Support rallies for soldier who faces disciplinary hearing for sending classified information from his personal email which could have saved three lives

By  Ashley Collman

PUBLISHED: 23:32 EST, 26  October 2013 |  UPDATED: 23:34 EST, 26 October 2013

A well-intentioned honest mistake could cost  Major Jason Brezler his position as a Marine reservist.

Maj Brezler found himself in hot water last  summer when he responded to an email from  troops in Helmand Province,  Afghanistan who were inquiring about a local police chief named Sarwar Jan.

Jan was being given access to the base in  Delhi as part of the U.S. military’s exit strategy from the country.

Maj Jason Brezler, pictured in the middle on the right, will face a Marine hearing as early as next month for accidentally emailing classified information via his personal email accountMaj Jason Brezler, pictured in the middle on the right,  will face a Marine hearing as early as next month for accidentally emailing  classified information via his personal email account

 

Maj Brezler had prior knowledge of Jan, and  immediately replied to warn his fellow marines about the dangerous police chief  with ties to the Taliban.
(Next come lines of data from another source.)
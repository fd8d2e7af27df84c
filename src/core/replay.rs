//! Scripted game sessions
//!
//! A script is JSON lines, one `ScriptEvent` per line. Each event is either a game
//! snapshot poll, a UI context change, a player request, or a pause. `Session` feeds
//! them to the router and monitors exactly as live hooks would.

use std::sync::Arc;
use std::time::Duration;

use serde::{Deserialize, Serialize};
use tracing::{debug, trace};

use crate::core::navigation::SimulatedCursor;
use crate::core::queue::QueueHandle;
use crate::core::router::AnnouncementRouter;
use crate::core::strings::Localizer;
use crate::core::tape::VideoTapeMonitor;
use crate::core::vase::VasePuzzleMonitor;
use crate::types::{
    BloodstainState, DetectiveMenuKind, MusicPlayerSnapshot, OptionsCategory, SaveLoadKind,
    SelectionKind, VasePuzzleSnapshot, VideoTapeSnapshot,
};
use crate::{NarratorError, Result};

/// Player-initiated query
#[derive(Debug, Clone, Copy, PartialEq, Eq, Serialize, Deserialize)]
#[serde(rename_all = "snake_case")]
pub enum UserRequest {
    VaseHint,
    VaseState,
    TapeState,
    TapeHint,
    NextTarget,
    PreviousTarget,
    MusicState,
}

/// One line of a script
#[derive(Debug, Clone, PartialEq, Serialize, Deserialize)]
#[serde(tag = "event", rename_all = "snake_case")]
pub enum ScriptEvent {
    Dialogue {
        #[serde(default)]
        speaker: Option<String>,
        fragments: Vec<String>,
    },
    DialogueClosed,
    DetectiveMenu {
        kind: DetectiveMenuKind,
        #[serde(default)]
        cursor: usize,
    },
    DetectiveCursor {
        cursor: usize,
    },
    MenuClosed,
    Selection {
        kind: SelectionKind,
        options: Vec<String>,
        #[serde(default)]
        cursor: usize,
    },
    SelectionCursor {
        cursor: usize,
    },
    SelectionClosed,
    MoveMenu {
        locations: Vec<String>,
        #[serde(default)]
        cursor: usize,
    },
    SaveLoad {
        kind: SaveLoadKind,
    },
    SaveSlot {
        slot: usize,
        #[serde(default)]
        label: Option<String>,
    },
    Options {
        category: OptionsCategory,
    },
    OptionsClosed,
    InvestigationCursor {
        sprite: i32,
    },
    InvestigationEnded,
    Luminol {
        state: BloodstainState,
        #[serde(default)]
        remaining: usize,
    },
    /// Vase minigame poll; absent snapshot means the minigame object does not exist
    Vase {
        #[serde(default)]
        snapshot: Option<VasePuzzleSnapshot>,
    },
    VideoTape {
        #[serde(default)]
        snapshot: Option<VideoTapeSnapshot>,
    },
    Music {
        #[serde(default)]
        snapshot: Option<MusicPlayerSnapshot>,
    },
    Request {
        request: UserRequest,
    },
    System {
        text: String,
    },
    Wait {
        ms: u64,
    },
}

/// Parse one script line; blank lines and `#` comments yield `None`
pub fn parse_event(line_no: usize, line: &str) -> Result<Option<ScriptEvent>> {
    let line = line.trim();
    if line.is_empty() || line.starts_with('#') {
        return Ok(None);
    }
    serde_json::from_str(line)
        .map(Some)
        .map_err(|e| NarratorError::Script {
            line: line_no,
            reason: e.to_string(),
        })
}

/// Parse a whole script
pub fn parse_script(script: &str) -> Result<Vec<ScriptEvent>> {
    let mut events = Vec::new();
    for (i, line) in script.lines().enumerate() {
        if let Some(event) = parse_event(i + 1, line)? {
            events.push(event);
        }
    }
    Ok(events)
}

/// Router, monitors and a simulated cursor driven by script events
pub struct Session {
    router: AnnouncementRouter,
    vase: VasePuzzleMonitor,
    tape: VideoTapeMonitor,
    cursor: SimulatedCursor,
    last_vase: Option<VasePuzzleSnapshot>,
    last_tape: Option<VideoTapeSnapshot>,
    last_music: Option<MusicPlayerSnapshot>,
}

impl Session {
    pub fn new(queue: QueueHandle, strings: Arc<dyn Localizer>) -> Self {
        Self::with_cursor(queue, strings, SimulatedCursor::default())
    }

    pub fn with_cursor(
        queue: QueueHandle,
        strings: Arc<dyn Localizer>,
        cursor: SimulatedCursor,
    ) -> Self {
        Self {
            router: AnnouncementRouter::new(queue, strings),
            vase: VasePuzzleMonitor::default(),
            tape: VideoTapeMonitor::default(),
            cursor,
            last_vase: None,
            last_tape: None,
            last_music: None,
        }
    }

    pub fn router(&self) -> &AnnouncementRouter {
        &self.router
    }

    pub fn cursor(&self) -> &SimulatedCursor {
        &self.cursor
    }

    /// Apply one event; returns how long to pause for `wait` events
    pub fn apply(&mut self, event: ScriptEvent) -> Option<Duration> {
        trace!(?event, "applying script event");
        match event {
            ScriptEvent::Dialogue { speaker, fragments } => {
                self.router.dialogue(speaker.as_deref(), &fragments);
            }
            ScriptEvent::DialogueClosed => self.router.dialogue_closed(),
            ScriptEvent::DetectiveMenu { kind, cursor } => {
                self.router.detective_menu_opened(kind, cursor);
            }
            ScriptEvent::DetectiveCursor { cursor } => {
                self.router.detective_menu_cursor(cursor);
            }
            ScriptEvent::MenuClosed => self.router.menu_closed(),
            ScriptEvent::Selection {
                kind,
                options,
                cursor,
            } => {
                self.router.selection_opened(kind, &options, cursor);
            }
            ScriptEvent::SelectionCursor { cursor } => {
                self.router.selection_cursor(cursor);
            }
            ScriptEvent::SelectionClosed => self.router.selection_closed(),
            ScriptEvent::MoveMenu { locations, cursor } => {
                self.router.move_menu(&locations, cursor);
            }
            ScriptEvent::SaveLoad { kind } => {
                self.router.save_load_opened(kind);
            }
            ScriptEvent::SaveSlot { slot, label } => {
                self.router.save_load_cursor(slot, label.as_deref());
            }
            ScriptEvent::Options { category } => {
                self.router.options_category(category);
            }
            ScriptEvent::OptionsClosed => self.router.options_closed(),
            ScriptEvent::InvestigationCursor { sprite } => {
                self.router.investigation_cursor(sprite);
            }
            ScriptEvent::InvestigationEnded => self.router.investigation_ended(),
            ScriptEvent::Luminol { state, remaining } => {
                self.router.luminol_hit(state, remaining);
            }
            ScriptEvent::Vase { snapshot } => {
                self.vase.poll(snapshot.as_ref(), &self.router);
                self.last_vase = snapshot;
            }
            ScriptEvent::VideoTape { snapshot } => {
                if let Some(tape) = snapshot.as_ref() {
                    self.cursor.set_targets(&tape.targets);
                }
                self.tape.poll(snapshot.as_ref(), &self.router);
                self.last_tape = snapshot;
            }
            ScriptEvent::Music { snapshot } => self.last_music = snapshot,
            ScriptEvent::Request { request } => self.request(request),
            ScriptEvent::System { text } => {
                self.router.system(text);
            }
            ScriptEvent::Wait { ms } => return Some(Duration::from_millis(ms)),
        }
        None
    }

    /// Answer a player request against the latest snapshots
    pub fn request(&mut self, request: UserRequest) {
        debug!(?request, "player request");
        match request {
            UserRequest::VaseHint => {
                self.vase.hint(self.last_vase.as_ref(), &self.router);
            }
            UserRequest::VaseState => {
                self.vase.state(self.last_vase.as_ref(), &self.router);
            }
            UserRequest::TapeState => {
                let tape = self.tape_with_cursor();
                self.tape.state(tape.as_ref(), &self.router);
            }
            UserRequest::TapeHint => {
                self.tape.hint(self.last_tape.as_ref(), &self.router);
            }
            UserRequest::NextTarget => {
                self.tape
                    .navigate_next(self.last_tape.as_ref(), &mut self.cursor, &self.router);
            }
            UserRequest::PreviousTarget => {
                self.tape
                    .navigate_previous(self.last_tape.as_ref(), &mut self.cursor, &self.router);
            }
            UserRequest::MusicState => {
                self.router.music_state(self.last_music.as_ref());
            }
        }
    }

    /// Latest tape snapshot with the simulated cursor's collision filled in
    fn tape_with_cursor(&self) -> Option<VideoTapeSnapshot> {
        let mut tape = self.last_tape.clone()?;
        if tape.cursor_target.is_none() {
            tape.cursor_target = self.cursor.cursor_target();
        }
        Some(tape)
    }
}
He also  reported that Jan was a noted child abuser and there were allegations he  sexually abused minors on U.S. bases in the past.

Immediately after sending the email, Maj  Brezler realized he had made a mistake and shouldn’t have sent the message from  his personal Yahoo email account. He  reported himself to the Marines and is now facing judgement. He could face a  Board of Inquiry hearing as early as next month where he will need to argue his  case for remaining a Marine.

But punishment for the email is causing an  uproar among politicians and high-ranking military leaders since his email was a  harbinger for a deadly attack carried out at the forward operating base in Delhi  by one of Jan’s boy assistants.

The assistant, who is believed to be one of  Jan’s sexual-abuse victims, opened fire in a base gym on August 10, 2012 and  killed three American soldiers: Staff Sergeant Scott Dickinson, Corporal Richard  Rivera and Lance Corporal George Buckley, Jr.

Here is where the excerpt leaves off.